Best practices for cookies compliance is formed of two parts; a cookies policy (separate to your privacy policy) and a dynamic cookie management platform.

It is best practice to maintain separate cookies and privacy policies. A cookies policy is a declaration to your website users about


- What cookies are active on your website;
- What data the cookies are tracking and for what purpose; and
- Where in the world this data is sent.

 

Dynamic Consent Management
It is best practice to use a dynamic consent management tool, such as Dataships’ to manage and automate your cookie compliance, users consent & your records of compliance. There are four important considerations in the implication of such a tool:

1. Initial Cookie Banner:
We recommend implementing a non intrusive cookie banner at the bottom of the user’s screen. This banner should contain a first layer of information about the use of cookies and should link to your Privacy Centre to provide further information.
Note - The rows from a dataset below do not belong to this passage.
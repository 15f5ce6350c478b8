use std::collections::HashMap;
use std::sync::Arc;

use axum::{
    extract::{Path, State},
    http::StatusCode,
    Json,
};
use serde::{Deserialize, Serialize};
use tokio::sync::RwLock;
use tracing::{info, instrument, warn};

use shared_config::AppConfig;
use shared_models::error::AppError;

use crate::error::TrackingError;
use crate::models::{Coordinates, EmergencyId};
use crate::services::backend::{EmergencyBackend, HttpEmergencyBackend};
use crate::services::controller::{CancelOutcome, ContactLink, TrackerController, TrackerSettings};
use crate::services::geolocation::{FixedLocationProvider, GeolocationAcquirer};
use crate::services::scheduler::RefreshReport;
use crate::view::TrackerView;

// ==============================================================================
// REQUEST / RESPONSE BODIES
// ==============================================================================

#[derive(Debug, Default, Deserialize)]
#[serde(rename_all = "camelCase")]
pub struct OpenTrackerRequest {
    /// Position the host already knows; otherwise the configured fallback is used.
    pub viewer_location: Option<Coordinates>,
}

#[derive(Debug, Deserialize)]
pub struct CancelTrackerRequest {
    pub confirmed: bool,
}

#[derive(Debug, Serialize)]
pub struct RefreshResponse {
    pub report: RefreshReport,
    pub view: TrackerView,
}

#[derive(Debug, Serialize)]
pub struct CancelResponse {
    pub outcome: CancelOutcome,
    pub view: TrackerView,
}

#[derive(Debug, Serialize)]
pub struct ContactsResponse {
    pub ambulance: Option<ContactLink>,
    pub hospital: Option<ContactLink>,
}

// ==============================================================================
// HANDLER STATE
// ==============================================================================

/// One controller per open emergency.
pub struct TrackingHandlers {
    settings: TrackerSettings,
    backend: Arc<dyn EmergencyBackend>,
    trackers: RwLock<HashMap<EmergencyId, Arc<TrackerController>>>,
}

impl TrackingHandlers {
    pub fn new(config: Arc<AppConfig>) -> Result<Self, TrackingError> {
        if !config.is_configured() {
            warn!("EMERGENCY_API_URL is empty; every tracker will show fallback data");
        }

        let backend = HttpEmergencyBackend::new(&config)
            .map_err(|e| TrackingError::Configuration(format!("Failed to build emergency API client: {}", e)))?;

        Ok(Self::with_backend(
            Arc::new(backend),
            TrackerSettings::from_config(&config),
        ))
    }

    pub fn with_backend(backend: Arc<dyn EmergencyBackend>, settings: TrackerSettings) -> Self {
        Self {
            settings,
            backend,
            trackers: RwLock::new(HashMap::new()),
        }
    }

    pub async fn open_count(&self) -> usize {
        self.trackers.read().await.len()
    }

    async fn tracker(&self, id: &EmergencyId) -> Result<Arc<TrackerController>, AppError> {
        self.trackers
            .read()
            .await
            .get(id)
            .cloned()
            .ok_or_else(|| AppError::NotFound(format!("No tracker open for emergency {}", id)))
    }

    fn geolocation(&self, viewer_location: Option<Coordinates>) -> GeolocationAcquirer {
        let fallback = self.settings.fallback_location;
        match viewer_location {
            Some(location) => GeolocationAcquirer::new(
                Arc::new(FixedLocationProvider(location)),
                fallback,
                self.settings.geolocation_timeout,
            ),
            None => GeolocationAcquirer::unsupported(fallback),
        }
    }
}

fn parse_id(raw: &str) -> Result<EmergencyId, AppError> {
    EmergencyId::parse(raw).map_err(AppError::from)
}

// ==============================================================================
// TRACKER HANDLERS
// ==============================================================================

#[instrument(skip(handlers, request))]
pub async fn open_tracker(
    State(handlers): State<Arc<TrackingHandlers>>,
    Path(emergency_id): Path<String>,
    Json(request): Json<OpenTrackerRequest>,
) -> Result<Json<TrackerView>, AppError> {
    let id = parse_id(&emergency_id)?;

    let controller = {
        let mut trackers = handlers.trackers.write().await;
        let controller = trackers.entry(id.clone()).or_insert_with(|| {
            Arc::new(TrackerController::with_backend(
                Arc::clone(&handlers.backend),
                handlers.geolocation(request.viewer_location),
                &handlers.settings,
            ))
        });
        Arc::clone(controller)
    };

    let view = controller.open(id).await?;
    Ok(Json(view))
}

#[instrument(skip(handlers))]
pub async fn get_tracker(
    State(handlers): State<Arc<TrackingHandlers>>,
    Path(emergency_id): Path<String>,
) -> Result<Json<TrackerView>, AppError> {
    let id = parse_id(&emergency_id)?;
    let controller = handlers.tracker(&id).await?;
    Ok(Json(controller.view()))
}

#[instrument(skip(handlers))]
pub async fn refresh_tracker(
    State(handlers): State<Arc<TrackingHandlers>>,
    Path(emergency_id): Path<String>,
) -> Result<Json<RefreshResponse>, AppError> {
    let id = parse_id(&emergency_id)?;
    let controller = handlers.tracker(&id).await?;

    let report = controller.refresh_now().await?;
    Ok(Json(RefreshResponse {
        report,
        view: controller.view(),
    }))
}

#[instrument(skip(handlers, request))]
pub async fn cancel_tracker(
    State(handlers): State<Arc<TrackingHandlers>>,
    Path(emergency_id): Path<String>,
    Json(request): Json<CancelTrackerRequest>,
) -> Result<Json<CancelResponse>, AppError> {
    let id = parse_id(&emergency_id)?;
    let controller = handlers.tracker(&id).await?;

    let outcome = controller.cancel(&request.confirmed).await?;
    Ok(Json(CancelResponse {
        outcome,
        view: controller.view(),
    }))
}

#[instrument(skip(handlers))]
pub async fn get_contacts(
    State(handlers): State<Arc<TrackingHandlers>>,
    Path(emergency_id): Path<String>,
) -> Result<Json<ContactsResponse>, AppError> {
    let id = parse_id(&emergency_id)?;
    let controller = handlers.tracker(&id).await?;

    Ok(Json(ContactsResponse {
        ambulance: controller.contact_ambulance(),
        hospital: controller.contact_hospital(),
    }))
}

/// Closing an unknown or already-closed tracker is not an error.
#[instrument(skip(handlers))]
pub async fn close_tracker(
    State(handlers): State<Arc<TrackingHandlers>>,
    Path(emergency_id): Path<String>,
) -> Result<StatusCode, AppError> {
    let id = parse_id(&emergency_id)?;

    if let Some(controller) = handlers.trackers.write().await.remove(&id) {
        controller.close();
        info!("Closed tracker for {}", id);
    }

    Ok(StatusCode::NO_CONTENT)
}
This cookie banner cannot ‘nudge’ a user into accepting cookies and if you use a button on the banner with an ‘accept’ option, you must give equal prominence to an option which allows the user to ‘reject’ cookies, or ‘manage cookies’ which brings them to an additional layer of information in order to allow them to do that.

2. Second layer of information:
This second layer should provide further details about the categories of cookies being used. Consent does not need to be given for each cookie, but it must be given for each purpose for which cookies are used. These categories must not contain pre-checked boxes signaling ‘consent’ for the use of cookies or be ‘toggled on’. The second layer should also contain a link to your ‘cookie declaration’ detailing all the cookies that are used by your site & for what purpose.

3. Cookie Declaration:
Dataships’ cookie tool works dynamically by continuously scanning your site for cookies and surfacing these dynamically in your cookie declaration. These appear under four headings which you can manage; necessary, preference, marketing and statistics. Here you give your users additional information as to the name of the cookie, the provider, its purpose, expiry and type. Users can then make an informed decision whether to accept or reject these cookies. This ensures you are complying with the transparency articles of the GDPR (Articles 12 – 13).

4. Duration:
If you store a record that a user has given consent to the use of cookies, you should ask the user to reaffirm their consent no longer than six months after you have stored this consent state.